It is unavoidable. People every now and then use female pronouns when referring to me. "Oh, I'm just getting this for her." "Have a nice day, ma'am." And I know it isn't really their fault-- they looked at my different characteristics, and those read "female". I still have certain feminine facial features and something I guess you couldn't really call stubble. I wear a binder shirt to bind my chest, but it works better some days than others.
Yesterday I woke up and wanted to wear something... nice. So, I put on my Sunday clothes-- button up shirt, tie, slacks. I shaved, gelled my hair up a bit and I didn't pay a lot of attention thinking about it, but I thought I looked rather handsome. When my girlfriend got home, we ran and got a double cheeseburger at Wendy's. When the cashier, obviously new, gave me my food, he got this deer in the headlights look for a second, looked to, where else, my chest, looked up and said, "Have a nice day, ma'am!" I didn't do anything-- turned, and walked away. We got outside, and I don't want to be dramatic or anything, but I cried. Ugh, here I thought I looked masculine, and what did I look like? Did I look like a butch woman, or a woman dressing up as a man? He looked at my chest for an answer, and the painful reality was that my body-- my body that is getting in the way of me living a normal life-- , my body continues to betray me.
What does being misgendered feel like for a trans person? It feels embarrassing, humiliating, and annoying. It feels dangerously naked. Completely vulnerable. It makes you wonder how much you really pass... It felt like I'd made a fool out of myself, and I was absolutely embarrassed. Which we all know is ridiculous. I had nothing to feel embarrassed about, and if anyone had any reason to be embarrassed, it was the cashier. But I went home and changed into a striped polo that's a little bigger on me. Gender dysphoria makes it difficult for me to truly appreciate my wonderful body. There are too many features that are an exquisitely painful reminder that I have to struggle for something that should be simple.
Kellie, my girlfriend, and I went out to eat at a new sushi house last night. A friend of mine works there, and it's open on Sundays, so I thought I'd try it out. It was a pretty routine sushi night. Average waitress, good sushi. This morning, my friend messaged me and we chit chatted, and then she said that she had something awkward to tell me. Our server from last night had kind of freaked out a bit last night because she couldn't tell if I was a guy or a girl, and my "androgyny" had made her uncomfortable.
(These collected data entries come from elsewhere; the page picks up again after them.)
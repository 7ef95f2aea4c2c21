use crate::error::CallError;

use rand::rngs::StdRng;
use rand::{Rng, SeedableRng};
use serde::Serialize;
use uuid::Uuid;

pub const INITIAL_QUALITY: f64 = 85.0;
pub const MIN_QUALITY: f64 = 30.0;
pub const MAX_QUALITY: f64 = 100.0;
/// Largest per-tick quality swing, in either direction.
pub const QUALITY_JITTER: f64 = 5.0;
pub const DEFAULT_VOLUME: u8 = 80;
pub const MAX_VOLUME: u8 = 100;

/// Source of the per-tick quality delta.  Implementations must stay within
/// `[-QUALITY_JITTER, QUALITY_JITTER]`; the session clamps regardless.
pub trait QualityJitter: Send {
    fn next_delta(&mut self) -> f64;
}

/// Uniform jitter backed by a seedable RNG.
pub struct RandomJitter {
    rng: StdRng,
}

impl RandomJitter {
    pub fn new(seed: Option<u64>) -> Self {
        let rng = match seed {
            Some(seed) => StdRng::seed_from_u64(seed),
            None => StdRng::from_entropy(),
        };
        Self { rng }
    }
}

impl QualityJitter for RandomJitter {
    fn next_delta(&mut self) -> f64 {
        self.rng.gen_range(-QUALITY_JITTER..=QUALITY_JITTER)
    }
}

#[derive(Debug, Clone, Copy, PartialEq, Eq, Serialize)]
#[serde(rename_all = "camelCase")]
pub enum CallState {
    Idle,
    Active,
    /// Active with the recorder running.
    ActiveRecording,
}

impl CallState {
    pub fn is_active(self) -> bool {
        !matches!(self, CallState::Idle)
    }

    pub fn label(self) -> &'static str {
        match self {
            CallState::Idle => "idle",
            CallState::Active => "active",
            CallState::ActiveRecording => "active and recording",
        }
    }
}

/// Simulated call against a single profile.  Recording is folded into the state so it can
/// never be on while the call is idle.
#[derive(Debug, Clone, PartialEq)]
pub struct CallSession {
    profile_id: Uuid,
    state: CallState,
    duration_seconds: u32,
    quality: f64,
    muted: bool,
    volume: u8,
}

impl CallSession {
    pub fn new(profile_id: Uuid) -> Self {
        Self {
            profile_id,
            state: CallState::Idle,
            duration_seconds: 0,
            quality: INITIAL_QUALITY,
            muted: false,
            volume: DEFAULT_VOLUME,
        }
    }

    pub fn profile_id(&self) -> Uuid {
        self.profile_id
    }

    pub fn state(&self) -> CallState {
        self.state
    }

    pub fn is_active(&self) -> bool {
        self.state.is_active()
    }

    pub fn is_recording(&self) -> bool {
        self.state == CallState::ActiveRecording
    }

    pub fn duration_seconds(&self) -> u32 {
        self.duration_seconds
    }

    pub fn quality(&self) -> f64 {
        self.quality
    }

    pub fn is_muted(&self) -> bool {
        self.muted
    }

    pub fn volume(&self) -> u8 {
        self.volume
    }

    fn require_active(&self, operation: &'static str) -> Result<(), CallError> {
        if self.is_active() {
            Ok(())
        } else {
            Err(CallError::InvalidState {
                operation,
                state: self.state.label(),
            })
        }
    }

    /// Start the call with recording on.  Returns `false`, changing nothing, if already active.
    pub fn start_call(&mut self) -> bool {
        if self.is_active() {
            return false;
        }
        self.state = CallState::ActiveRecording;
        self.duration_seconds = 0;
        self.quality = INITIAL_QUALITY;
        true
    }

    /// End the call, stopping any recording.  Returns `false` if the call was already idle.
    pub fn end_call(&mut self) -> bool {
        let was_active = self.is_active();
        self.state = CallState::Idle;
        self.duration_seconds = 0;
        self.muted = false;
        was_active
    }

    /// Flip the recorder; returns the new recording flag.
    pub fn toggle_recording(&mut self) -> Result<bool, CallError> {
        self.require_active("toggle recording")?;
        self.state = match self.state {
            CallState::ActiveRecording => CallState::Active,
            _ => CallState::ActiveRecording,
        };
        Ok(self.is_recording())
    }

    pub fn toggle_mute(&mut self) -> Result<bool, CallError> {
        self.require_active("toggle mute")?;
        self.muted = !self.muted;
        Ok(self.muted)
    }

    /// Set the volume, clamped to `0..=100`.  Returns the applied value.
    pub fn set_volume(&mut self, volume: i64) -> Result<u8, CallError> {
        self.require_active("set volume")?;
        self.volume = volume.clamp(0, i64::from(MAX_VOLUME)) as u8;
        Ok(self.volume)
    }

    /// Advance one second and perturb the quality.  A no-op returning `false` while idle.
    pub fn tick(&mut self, jitter: &mut dyn QualityJitter) -> bool {
        if !self.is_active() {
            return false;
        }
        self.duration_seconds += 1;
        self.quality = (self.quality + jitter.next_delta()).clamp(MIN_QUALITY, MAX_QUALITY);
        true
    }
}

/// `MM:SS`, zero padded.
pub fn format_duration(seconds: u32) -> String {
    format!("{:02}:{:02}", seconds / 60, seconds % 60)
}

/// Read-only view of a session as served to the presentation layer.
#[derive(Debug, Clone, PartialEq, Serialize)]
#[serde(rename_all = "camelCase")]
pub struct SessionSnapshot {
    pub profile_id: Uuid,
    pub state: CallState,
    pub active: bool,
    pub duration_seconds: u32,
    pub duration: String,
    pub quality: f64,
    pub recording: bool,
    pub muted: bool,
    pub volume: u8,
}

impl From<&CallSession> for SessionSnapshot {
    fn from(session: &CallSession) -> Self {
        Self {
            profile_id: session.profile_id(),
            state: session.state(),
            active: session.is_active(),
            duration_seconds: session.duration_seconds(),
            duration: format_duration(session.duration_seconds()),
            quality: session.quality(),
            recording: session.is_recording(),
            muted: session.is_muted(),
            volume: session.volume(),
        }
    }
}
Not that she wasn't sure what to address me by, but this woman thought it was her business to be upset because firstly, she couldn't tell if I was a boy or girl, and so, secondly, she couldn't tell if my relationship was heterosexual or homosexual.
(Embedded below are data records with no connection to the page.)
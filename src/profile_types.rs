use crate::error::ProfileError;

use serde::{Deserialize, Serialize};
use std::str::FromStr;
use uuid::Uuid;

pub const MIN_AGE: u32 = 18;
pub const MAX_AGE: u32 = 120;

/// A matrimonial profile as stored and served over the API.
#[derive(Debug, Clone, PartialEq, Eq, Serialize, Deserialize)]
#[serde(rename_all = "camelCase")]
pub struct Profile {
    pub id: Uuid,
    pub name: String,
    pub age: u32,
    pub gender: String,
    pub caste: String,
    pub sub_caste: String,
    pub location: String,
    pub education: String,
    pub occupation: String,
    pub avatar: String,
    pub interests: Vec<String>,
    pub phone: String,
    pub email: String,
}

/// Body of `POST /api/profiles`.
#[derive(Debug, Clone, Default, Deserialize)]
#[serde(rename_all = "camelCase", default)]
pub struct NewProfile {
    pub name: String,
    pub age: Option<u32>,
    pub gender: String,
    pub caste: String,
    pub sub_caste: String,
    pub location: String,
    pub education: String,
    pub occupation: String,
    pub avatar: String,
    pub interests: Vec<String>,
    pub phone: String,
    pub email: String,
}

impl NewProfile {
    /// Validate and assign a fresh id.
    pub fn into_profile(self) -> Result<Profile, ProfileError> {
        let name = self.name.trim().to_string();
        if name.is_empty() {
            return Err(ProfileError::Validation("name is required".to_string()));
        }
        let age = self
            .age
            .ok_or_else(|| ProfileError::Validation("age is required".to_string()))?;
        if !(MIN_AGE..=MAX_AGE).contains(&age) {
            return Err(ProfileError::Validation(format!(
                "age must be between {MIN_AGE} and {MAX_AGE}"
            )));
        }

        Ok(Profile {
            id: Uuid::new_v4(),
            name,
            age,
            gender: self.gender,
            caste: self.caste,
            sub_caste: self.sub_caste,
            location: self.location,
            education: self.education,
            occupation: self.occupation,
            avatar: self.avatar,
            interests: self.interests,
            phone: self.phone,
            email: self.email,
        })
    }
}

/// Age bucket offered by the profile list filter.  `max: None` is open-ended ("36+").
#[derive(Debug, Clone, Copy, PartialEq, Eq)]
pub struct AgeRange {
    pub min: u32,
    pub max: Option<u32>,
}

impl AgeRange {
    pub fn contains(&self, age: u32) -> bool {
        age >= self.min && self.max.map_or(true, |max| age <= max)
    }
}

impl FromStr for AgeRange {
    type Err = ProfileError;

    fn from_str(s: &str) -> Result<Self, Self::Err> {
        let invalid = || ProfileError::Validation(format!("invalid age range: {s:?}"));
        // An unescaped "36+" reaches us as "36 ", so a bare lower bound is open-ended too.
        let s = s.trim();
        let s = s.strip_suffix('+').unwrap_or(s);
        let (min, max) = match s.split_once('-') {
            Some((min, max)) => (min, Some(max)),
            None => (s, None),
        };
        let min: u32 = min.trim().parse().map_err(|_| invalid())?;
        let max: Option<u32> = match max {
            Some(max) => Some(max.trim().parse().map_err(|_| invalid())?),
            None => None,
        };
        if max.map_or(false, |max| max < min) {
            return Err(invalid());
        }
        Ok(Self { min, max })
    }
}

/// Query parameters of `GET /api/profiles`.  Missing fields and the literal `all` match everything.
#[derive(Debug, Clone, Default, Deserialize)]
#[serde(rename_all = "camelCase", default)]
pub struct ProfileFilterParams {
    pub gender: Option<String>,
    pub caste: Option<String>,
    pub age_range: Option<String>,
    pub q: Option<String>,
}

#[derive(Debug, Clone, Default, PartialEq, Eq)]
pub struct ProfileFilter {
    pub gender: Option<String>,
    pub caste: Option<String>,
    pub age_range: Option<AgeRange>,
    /// Lowercased name fragment.
    pub search: Option<String>,
}

fn unless_all(value: Option<String>) -> Option<String> {
    value.filter(|v| !v.is_empty() && !v.eq_ignore_ascii_case("all"))
}

impl TryFrom<ProfileFilterParams> for ProfileFilter {
    type Error = ProfileError;

    fn try_from(params: ProfileFilterParams) -> Result<Self, Self::Error> {
        let age_range = match unless_all(params.age_range) {
            Some(range) => Some(range.parse()?),
            None => None,
        };
        Ok(Self {
            gender: unless_all(params.gender),
            caste: unless_all(params.caste),
            age_range,
            search: params
                .q
                .map(|q| q.trim().to_lowercase())
                .filter(|q| !q.is_empty()),
        })
    }
}

impl ProfileFilter {
    pub fn matches(&self, profile: &Profile) -> bool {
        self.gender.as_ref().map_or(true, |g| &profile.gender == g)
            && self.caste.as_ref().map_or(true, |c| &profile.caste == c)
            && self.age_range.map_or(true, |r| r.contains(profile.age))
            && self
                .search
                .as_ref()
                .map_or(true, |q| profile.name.to_lowercase().contains(q.as_str()))
    }
}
There is a very important difference between what happened at Wendy's, and what happened at the sushi house. Although I think it was inappropriate for the cashier to look at the world's biggest moobs to determine gender, I do think it was a fairly innocent gesture. He's in the service business, and gendered language is often used. "Yes, sir", "Thank you, ma'am". It was very innocent, and I don't really hold him at much fault.
The server at the sushi house, however, completely crossed a boundary. It is none of her business to be annoyed or disgusted because I do not clearly come off to her as male or female, and it is none of her business to be annoyed or disgusted if my relationship is homosexual OR heterosexual. In my opinion, an act like this is ignorant, but not innocent.
If you misgender someone, calmly apologize and repeat the correct, desired pronoun, and then move on. It happens, and it will happen. When I see someone do that, I see that they slipped up, but they're willing to take responsibility and they take effort to treat me with respect. And I appreciate that. It's embarrassing for everyone involved, but I think if you do that, you'll be good most of the time.